A Polícia Civil deflagrou a Operação Caçador para investigar uma série de crimes relacionados a um conflito por terras em Mato Grosso. Dois homens, de 51 e 30 anos, pai e filho, são alvos de mandados de busca e apreensão cumpridos em Alto Paraguai e Barra do Bugres.
Os investigados são suspeitos de envolvimento em uma tentativa de homicídio ocorrida durante uma discussão relacionada à disputa de uma propriedade rural. Além do ataque a tiros, a investigação apura denúncias de ameaça, esbulho possessório, posse ilegal de arma de fogo e crimes ambientais.
Durante o cumprimento das ordens judiciais, equipes das Delegacias de Diamantino e Barra do Bugres apreenderam duas armas de fogo de cano longo e seis munições em uma propriedade rural de Alto Paraguai.
Homem foi baleado durante discussão
As investigações começaram após o registro de ameaças e outros episódios relacionados ao conflito fundiário, que teriam começado no final de 2025.
Em um dos casos apurados, um homem de 57 anos foi atingido por um disparo de arma de fogo durante uma discussão, em 24 de dezembro do ano passado. A ocorrência passou a ser investigada como tentativa de homicídio.

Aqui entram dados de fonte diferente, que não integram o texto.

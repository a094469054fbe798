// SPDX-License-Identifier: BUSL-1.1
// Copyright (c) 2026 Alfred Jean LLC

use super::*;
use forge_core::{Event, EventKind};

fn event(code: &str, timestamp: u64) -> Event {
    Event::new(EventKind::Message, code, timestamp)
}

#[test]
fn garbled_files_are_auto_deleted_and_reported() {
    let dir = tempfile::tempdir().unwrap();
    std::fs::write(dir.path().join("=3.0.0"), b"pip redirect artifact").unwrap();

    let findings = check_garbled_files(dir.path());
    assert_eq!(findings.len(), 1);
    assert_eq!(findings[0].category, "garbled_file");
    assert!(!dir.path().join("=3.0.0").exists());
}

#[test]
fn legit_double_extensions_are_not_flagged() {
    let dir = tempfile::tempdir().unwrap();
    std::fs::write(dir.path().join("button.test.ts"), b"test").unwrap();
    std::fs::write(dir.path().join("weird.foo.bar"), b"x").unwrap();

    let findings = check_corrupted_extensions(dir.path());
    assert_eq!(findings.len(), 1);
    assert_eq!(findings[0].file, "weird.foo.bar");
}

#[test]
fn stub_files_are_detected_by_content_marker() {
    let dir = tempfile::tempdir().unwrap();
    std::fs::write(dir.path().join("widget.rs"), b"// Module: widget\nimplementation required").unwrap();
    std::fs::write(dir.path().join("real.rs"), b"pub fn widget() {}").unwrap();

    let findings = check_stub_files(dir.path());
    assert_eq!(findings.len(), 1);
    assert_eq!(findings[0].file, "widget.rs");
}

#[test]
fn rebuild_signal_round_trips() {
    let dir = tempfile::tempdir().unwrap();
    assert_eq!(check_rebuild_signal(dir.path()), (false, String::new()));

    signal_rebuild(dir.path(), "stalled for 30 minutes");
    let (signaled, reason) = check_rebuild_signal(dir.path());
    assert!(signaled);
    assert_eq!(reason, "stalled for 30 minutes");

    clear_rebuild_signal(dir.path());
    assert_eq!(check_rebuild_signal(dir.path()), (false, String::new()));
}

#[test]
fn jump_exhaustion_rule_escalates_with_ratio() {
    assert!(rule_exhaustion(10, 50).is_empty());
    assert_eq!(rule_exhaustion(31, 50)[0].severity, "warning");
    assert_eq!(rule_exhaustion(41, 50)[0].severity, "error");
}

#[test]
fn load_watchdog_findings_empty_without_report() {
    let dir = tempfile::tempdir().unwrap();
    assert_eq!(load_watchdog_findings(dir.path()), "");
}

#[test]
fn first_word_splits_on_whitespace() {
    assert_eq!(first_word("cargo test --quiet"), Some("cargo"));
    assert_eq!(first_word(""), None);
}

#[test]
fn binary_on_path_finds_a_real_binary_and_rejects_nonsense() {
    assert!(binary_on_path("sh"));
    assert!(!binary_on_path("definitely-not-a-real-binary-xyz"));
}

#[test]
fn rule_tool_availability_flags_missing_binary() {
    let profile = LanguageProfile {
        language: crate::lang::Language::Python,
        extensions: &[".py"],
        test_command: "definitely-not-a-real-binary-xyz -m pytest",
        syntax_check_command: None,
        lint_commands: &[],
        lint_check_commands: &[],
        package_install_prefix: "",
        dev_dependencies: &[],
        skip_dirs: &[],
        manifest_files: &[],
        coverage_command: None,
        security_command: None,
        source_roots: &[],
        path_env_var: "PYTHONPATH",
    };

    let findings = rule_tool_availability(&profile);
    assert_eq!(findings.len(), 1);
    assert_eq!(findings[0].category, "tool_missing");
    assert_eq!(findings[0].file, "definitely-not-a-real-binary-xyz");
}

#[test]
fn rule_tool_availability_dedupes_repeated_binaries() {
    let profile = LanguageProfile {
        language: crate::lang::Language::Python,
        extensions: &[".py"],
        test_command: "sh -c test",
        syntax_check_command: Some("sh -c check"),
        lint_commands: &["sh -c lint"],
        lint_check_commands: &[],
        package_install_prefix: "",
        dev_dependencies: &[],
        skip_dirs: &[],
        manifest_files: &[],
        coverage_command: None,
        security_command: None,
        source_roots: &[],
        path_env_var: "PYTHONPATH",
    };

    assert!(rule_tool_availability(&profile).is_empty());
}

#[test]
fn rule_idle_agent_flags_long_readonly_run() {
    let saturated: Vec<Event> = (0..8).map(|i| event(codes::AGENT_TURN, i)).collect();
    assert_eq!(rule_idle_agent(&saturated).len(), 1);

    let reset: Vec<Event> = std::iter::once(event(codes::WORKFLOW_STAGE_DONE, 0)).chain((0..7).map(|i| event(codes::AGENT_TURN, i))).collect();
    assert!(rule_idle_agent(&reset).is_empty());
}

#[test]
fn rule_regression_needs_an_earlier_pass_before_the_recent_run_of_failures() {
    let all_failed: Vec<Event> = (0..4).map(|i| event(codes::VALIDATE_FAILED, i)).collect();
    assert!(rule_regression(&all_failed).is_empty());

    let regressed = vec![
        event(codes::VALIDATE_PASSED, 0),
        event(codes::VALIDATE_FAILED, 1),
        event(codes::VALIDATE_FAILED, 2),
        event(codes::VALIDATE_FAILED, 3),
    ];
    let findings = rule_regression(&regressed);
    assert_eq!(findings.len(), 1);
    assert_eq!(findings[0].category, "regression");
}

#[test]
fn rule_stall_escalates_from_warning_to_error_with_elapsed_time() {
    let events = vec![event(codes::WORKFLOW_STAGE_DONE, 0)];

    assert!(rule_stall(&events, 1_000).is_empty());

    let warning = rule_stall(&events, STALL_WARN_MS + 1);
    assert_eq!(warning[0].severity, "warning");

    let error = rule_stall(&events, STALL_WARN_MS * 2 + 1);
    assert_eq!(error[0].severity, "error");
}

#[test]
fn drain_bus_events_returns_replayed_and_live_events() {
    let bus = forge_core::EventBus::new();
    bus.publish(event(codes::WORKFLOW_STAGE_DONE, 1));
    bus.publish(event(codes::AGENT_TURN, 2));

    let events = drain_bus_events(&bus);
    assert_eq!(events.len(), 2);
    assert_eq!(events[0].code, codes::WORKFLOW_STAGE_DONE);
    assert_eq!(events[1].code, codes::AGENT_TURN);
}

No decorrer das diligências, a Polícia Civil também reuniu informações sobre a possível participação dos dois suspeitos em crimes ambientais. Eles são investigados por suposta caça de animais silvestres, entre eles onças-pintadas, na região.
Armas são apreendidas
As buscas realizadas nesta terça-feira (1º) tinham como objetivo localizar armas, documentos e outros elementos que pudessem contribuir para o esclarecimento dos crimes.
No imóvel rural vistoriado em Alto Paraguai, os policiais encontraram duas armas de cano longo e seis munições. Nenhuma pessoa estava no local durante o cumprimento do mandado.
A operação recebeu o nome de Caçador em referência à suspeita de caça ilegal de animais silvestres atribuída aos investigados.
Investigação continua
Apesar das apreensões, os dois alvos ainda não foram localizados. A Polícia Civil informou que as diligências continuam para reunir novas provas, localizar os suspeitos e definir a responsabilidade de cada um nos crimes investigados.
Os investigados poderão responder pelos delitos que forem confirmados ao longo da apuração.